(Stored data entries)
****************
//! Pipeline coordinator: drives a video through its processing phases.

use std::sync::Arc;
use std::time::Duration;

use tracing::{error, info, warn};

use shortgen_models::{StatusEvent, Video, VideoId, VideoStatus};

use crate::analysis::AnalysisStage;
use crate::config::PipelineConfig;
use crate::download_backend::DownloadBackend;
use crate::error::{PipelineError, PipelineResult};
use crate::notify::StatusBroker;
use crate::store::VideoStore;
use crate::transcription::Transcriber;

/// Pause after announcing the download phase, giving observers time to
/// attach before the first long-running step.
const DOWNLOAD_ANNOUNCE_DELAY: Duration = Duration::from_millis(500);
/// Pause after announcing subsequent phases.
const PHASE_ANNOUNCE_DELAY: Duration = Duration::from_millis(300);

/// Runs the download → transcribe → analyze pipeline for submitted
/// videos, persisting state transitions and publishing status events.
pub struct Coordinator {
    store: Arc<dyn VideoStore>,
    broker: Arc<StatusBroker>,
    downloader: Arc<dyn DownloadBackend>,
    transcriber: Arc<dyn Transcriber>,
    analyzer: Arc<AnalysisStage>,
    config: PipelineConfig,
}

impl Coordinator {
    pub fn new(
        store: Arc<dyn VideoStore>,
        broker: Arc<StatusBroker>,
        downloader: Arc<dyn DownloadBackend>,
        transcriber: Arc<dyn Transcriber>,
        analyzer: Arc<AnalysisStage>,
        config: PipelineConfig,
    ) -> Self {
        Self {
            store,
            broker,
            downloader,
            transcriber,
            analyzer,
            config,
        }
    }

    /// Register a new pending video for a source URL.
    pub async fn submit(&self, url: impl Into<String>) -> PipelineResult<Video> {
        let video = Video::new(url);
        self.store.create_video(video.clone()).await?;
        Ok(video)
    }

    /// Spawn the pipeline for a video as a background task.
    pub fn spawn_run(self: &Arc<Self>, video_id: VideoId) {
        let coordinator = Arc::clone(self);
        tokio::spawn(async move {
            if let Err(e) = coordinator.run(&video_id).await {
                error!(video_id = %video_id, error = %e, "Pipeline run failed");
            }
        });
    }

    /// Run the full pipeline for a previously submitted video.
    ///
    /// On failure the video is left in `Error` status and the error is
    /// also returned to the caller.
    pub async fn run(&self, video_id: &VideoId) -> PipelineResult<()> {
        let mut video = self.store.get_video(video_id).await?;

        // Download phase
        self.advance(&mut video, VideoStatus::Downloading).await;
        tokio::time::sleep(DOWNLOAD_ANNOUNCE_DELAY).await;

        info!(video_id = %video.id, url = %video.url, "Downloading video");
        if let Err(e) = self.download(&mut video).await {
            return self.fail(&mut video, e).await;
        }
        info!(video_id = %video.id, title = %video.title, "Download completed");

        // Transcription phase
        self.advance(&mut video, VideoStatus::Transcribing).await;
        tokio::time::sleep(PHASE_ANNOUNCE_DELAY).await;

        let file_path = match &video.file_path {
            Some(path) => path.clone(),
            None => {
                let e = PipelineError::MissingSourceFile(video.id.to_string());
                return self.fail(&mut video, e).await;
            }
        };
        let transcript = match self
            .transcriber
            .transcribe_video(&file_path, &video.id, &self.config.audio_dir())
            .await
        {
            Ok(transcript) => transcript,
            Err(e) => return self.fail(&mut video, e).await,
        };
        info!(
            video_id = %video.id,
            segments = transcript.segments.len(),
            "Transcription phase completed"
        );

        if let Err(e) = self.store.save_transcript(transcript.clone()).await {
            warn!(video_id = %video.id, error = %e, "Failed to save transcript");
        }

        // Analysis phase
        self.advance(&mut video, VideoStatus::Analyzing).await;
        tokio::time::sleep(PHASE_ANNOUNCE_DELAY).await;

        let suggestions = match self.analyzer.analyze(&transcript, &video.id).await {
            Ok(suggestions) => suggestions,
            Err(e) => return self.fail(&mut video, e).await,
        };

        if let Err(e) = self.store.save_suggested_clips(suggestions.clone()).await {
            warn!(video_id = %video.id, error = %e, "Failed to save suggested clips");
        }

        self.advance(&mut video, VideoStatus::Completed).await;
        info!(
            video_id = %video.id,
            title = %video.title,
            duration = video.duration_secs,
            clips = suggestions.len(),
            "Video processing completed"
        );
        Ok(())
    }

    async fn download(&self, video: &mut Video) -> PipelineResult<()> {
        let videos_dir = self.config.videos_dir();
        tokio::fs::create_dir_all(&videos_dir).await?;
        let dest = videos_dir.join(format!("{}.mp4", video.id));

        let metadata = self.downloader.probe(&video.url).await?;
        self.downloader.fetch(&video.url, &dest).await?;

        video.title = metadata.title;
        video.duration_secs = metadata.duration_secs;
        video.thumbnail_url = metadata.thumbnail_url;
        video.file_path = Some(dest);
        Ok(())
    }

    /// Persist and announce a status transition.
    async fn advance(&self, video: &mut Video, status: VideoStatus) {
        video.set_status(status);
        if let Err(e) = self.store.update_video(video.clone()).await {
            warn!(video_id = %video.id, error = %e, "Failed to persist status");
        }
        self.broker
            .publish(StatusEvent::new(video.id.clone(), status));
    }

    /// Mark the run as failed and surface the error.
    async fn fail(&self, video: &mut Video, e: PipelineError) -> PipelineResult<()> {
        error!(video_id = %video.id, error = %e, "Pipeline phase failed");
        video.set_status(VideoStatus::Error);
        if let Err(persist_err) = self.store.update_video(video.clone()).await {
            warn!(video_id = %video.id, error = %persist_err, "Failed to persist error status");
        }
        self.broker.publish(StatusEvent::with_message(
            video.id.clone(),
            VideoStatus::Error,
            e.to_string(),
        ));
        Err(e)
    }
}

#[cfg(test)]
mod tests {
    use super::*;
    use async_trait::async_trait;
    use std::path::Path;

    use shortgen_media::SourceMetadata;
    use shortgen_models::{SuggestedClipDraft, Transcript};

    use crate::analysis::AnalysisBackend;
    use crate::store::MemoryStore;
    use crate::transcription::placeholder_transcript;

    struct StubDownloader;

    #[async_trait]
    impl DownloadBackend for StubDownloader {
        async fn probe(&self, _url: &str) -> PipelineResult<SourceMetadata> {
            Ok(SourceMetadata {
                title: "Stub Video".to_string(),
                duration_secs: 120,
                thumbnail_url: "https://img.example/t.jpg".to_string(),
            })
        }

        async fn fetch(&self, _url: &str, dest: &Path) -> PipelineResult<()> {
            tokio::fs::write(dest, b"video").await?;
            Ok(())
        }
    }

    struct FailingDownloader;

    #[async_trait]
    impl DownloadBackend for FailingDownloader {
        async fn probe(&self, _url: &str) -> PipelineResult<SourceMetadata> {
            Err(PipelineError::download_failed("no such video"))
        }

        async fn fetch(&self, _url: &str, _dest: &Path) -> PipelineResult<()> {
            Err(PipelineError::download_failed("no such video"))
        }
    }

    struct StubTranscriber;

    #[async_trait]
    impl Transcriber for StubTranscriber {
        async fn transcribe_video(
            &self,
            _video_file: &Path,
            video_id: &VideoId,
            _audio_dir: &Path,
        ) -> PipelineResult<Transcript> {
            Ok(placeholder_transcript(video_id))
        }
    }

    struct StubAnalysis;

    #[async_trait]
    impl AnalysisBackend for StubAnalysis {
        async fn analyze(&self, _: &Transcript) -> PipelineResult<Vec<SuggestedClipDraft>> {
            Ok(vec![SuggestedClipDraft {
                start_time: 5.0,
                end_time: 35.0,
                title: "Best moment".to_string(),
                description: String::new(),
                score: 88.0,
                reason: String::new(),
            }])
        }
    }

    struct FailingAnalysis;

    #[async_trait]
    impl AnalysisBackend for FailingAnalysis {
        async fn analyze(&self, _: &Transcript) -> PipelineResult<Vec<SuggestedClipDraft>> {
            Err(PipelineError::EmptySuggestions)
        }
    }

    fn coordinator_with(
        store: Arc<MemoryStore>,
        broker: Arc<StatusBroker>,
        downloader: Arc<dyn DownloadBackend>,
        analysis: Arc<dyn AnalysisBackend>,
        storage: &Path,
    ) -> Coordinator {
        let config = PipelineConfig {
            storage_path: storage.to_path_buf(),
            ..PipelineConfig::default()
        };
        Coordinator::new(
            store,
            broker,
            downloader,
            Arc::new(StubTranscriber),
            Arc::new(AnalysisStage::new(analysis)),
            config,
        )
    }

    #[tokio::test]
    async fn test_successful_run_status_sequence() {
        let dir = tempfile::tempdir().unwrap();
        let store = Arc::new(MemoryStore::new());
        let broker = Arc::new(StatusBroker::new());
        let coordinator = coordinator_with(
            store.clone(),
            broker.clone(),
            Arc::new(StubDownloader),
            Arc::new(StubAnalysis),
            dir.path(),
        );

        let video = coordinator.submit("https://example.com/v").await.unwrap();
        let mut rx = broker.subscribe(&video.id);

        coordinator.run(&video.id).await.unwrap();

        let statuses: Vec<VideoStatus> = std::iter::from_fn(|| rx.try_recv().ok())
            .map(|e| e.status)
            .collect();
        assert_eq!(
            statuses,
            vec![
                VideoStatus::Downloading,
                VideoStatus::Transcribing,
                VideoStatus::Analyzing,
                VideoStatus::Completed,
            ]
        );

        let stored = store.get_video(&video.id).await.unwrap();
        assert_eq!(stored.status, VideoStatus::Completed);
        assert_eq!(stored.title, "Stub Video");
        assert_eq!(stored.duration_secs, 120);
        assert!(stored.file_path.as_ref().map(|p| p.exists()).unwrap_or(false));

        assert!(store.get_transcript(&video.id).await.unwrap().is_some());
        assert_eq!(store.get_suggested_clips(&video.id).await.unwrap().len(), 1);
    }

    #[tokio::test]
    async fn test_download_failure_aborts_run() {
        let dir = tempfile::tempdir().unwrap();
        let store = Arc::new(MemoryStore::new());
        let broker = Arc::new(StatusBroker::new());
        let coordinator = coordinator_with(
            store.clone(),
            broker.clone(),
            Arc::new(FailingDownloader),
            Arc::new(StubAnalysis),
            dir.path(),
        );

        let video = coordinator.submit("https://example.com/v").await.unwrap();
        let mut rx = broker.subscribe(&video.id);

        let err = coordinator.run(&video.id).await.unwrap_err();
        assert!(matches!(err, PipelineError::DownloadFailed(_)));

        let stored = store.get_video(&video.id).await.unwrap();
        assert_eq!(stored.status, VideoStatus::Error);

        let statuses: Vec<VideoStatus> = std::iter::from_fn(|| rx.try_recv().ok())
            .map(|e| e.status)
            .collect();
        assert_eq!(statuses, vec![VideoStatus::Downloading, VideoStatus::Error]);

        // No transcript or suggestions were produced.
        assert!(store.get_transcript(&video.id).await.unwrap().is_none());
    }

    #[tokio::test]
    async fn test_analysis_failure_marks_error() {
        let dir = tempfile::tempdir().unwrap();
        let store = Arc::new(MemoryStore::new());
        let broker = Arc::new(StatusBroker::new());
        let coordinator = coordinator_with(
            store.clone(),
            broker.clone(),
            Arc::new(StubDownloader),
            Arc::new(FailingAnalysis),
            dir.path(),
        );

        let video = coordinator.submit("https://example.com/v").await.unwrap();

        let err = coordinator.run(&video.id).await.unwrap_err();
        assert!(matches!(err, PipelineError::EmptySuggestions));

        let stored = store.get_video(&video.id).await.unwrap();
        assert_eq!(stored.status, VideoStatus::Error);

        // The transcript from the earlier phase is kept.
        assert!(store.get_transcript(&video.id).await.unwrap().is_some());
        assert!(store.get_suggested_clips(&video.id).await.unwrap().is_empty());
    }

    #[tokio::test]
    async fn test_run_unknown_video() {
        let dir = tempfile::tempdir().unwrap();
        let coordinator = coordinator_with(
            Arc::new(MemoryStore::new()),
            Arc::new(StatusBroker::new()),
            Arc::new(StubDownloader),
            Arc::new(StubAnalysis),
            dir.path(),
        );

        let err = coordinator.run(&VideoId::from("missing")).await.unwrap_err();
        assert!(matches!(err, PipelineError::VideoNotFound(_)));
    }
}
****************
EXERCISE OBJECTIVE
Copy every line from the entries that contains the word "VideoId".

TASK OUTPUT
use shortgen_models::{StatusEvent, Video, VideoId, VideoStatus};
    pub fn spawn_run(self: &Arc<Self>, video_id: VideoId) {
    pub async fn run(&self, video_id: &VideoId) -> PipelineResult<()> {
            video_id: &VideoId,
        let err = coordinator.run(&VideoId::from("missing")).await.unwrap_err();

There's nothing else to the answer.